Below are records; report the number of lines among them that include the word "variable", and nothing further.
_____
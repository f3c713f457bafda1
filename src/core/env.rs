//! Environment merging.
//!
//! Builds the environment of a compose subprocess from the inherited process
//! environment plus fetched secrets. Only key names and counts are logged.

use tracing::{debug, info};

use crate::core::domain::{ChildEnv, SecretMap};

/// Merge secrets over the current process environment.
pub fn merge(secrets: &SecretMap) -> ChildEnv {
    merge_into(ChildEnv::inherited(), secrets)
}

/// Merge secrets over an explicit base environment.
///
/// Secrets are appended after the base entries, so a secret overrides any
/// inherited variable with the same name. With no secrets the base is
/// returned unchanged.
pub fn merge_into(mut base: ChildEnv, secrets: &SecretMap) -> ChildEnv {
    if secrets.is_empty() {
        info!("no secrets found, continuing without secrets");
        return base;
    }

    for (key, value) in secrets.iter() {
        if base.get(key).is_some() {
            debug!(key, "secret overrides inherited variable");
        }
        base.push(key, value);
    }

    debug!(count = secrets.len(), "merged secrets into child environment");
    base
}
_____
TASK RESPONSE. 2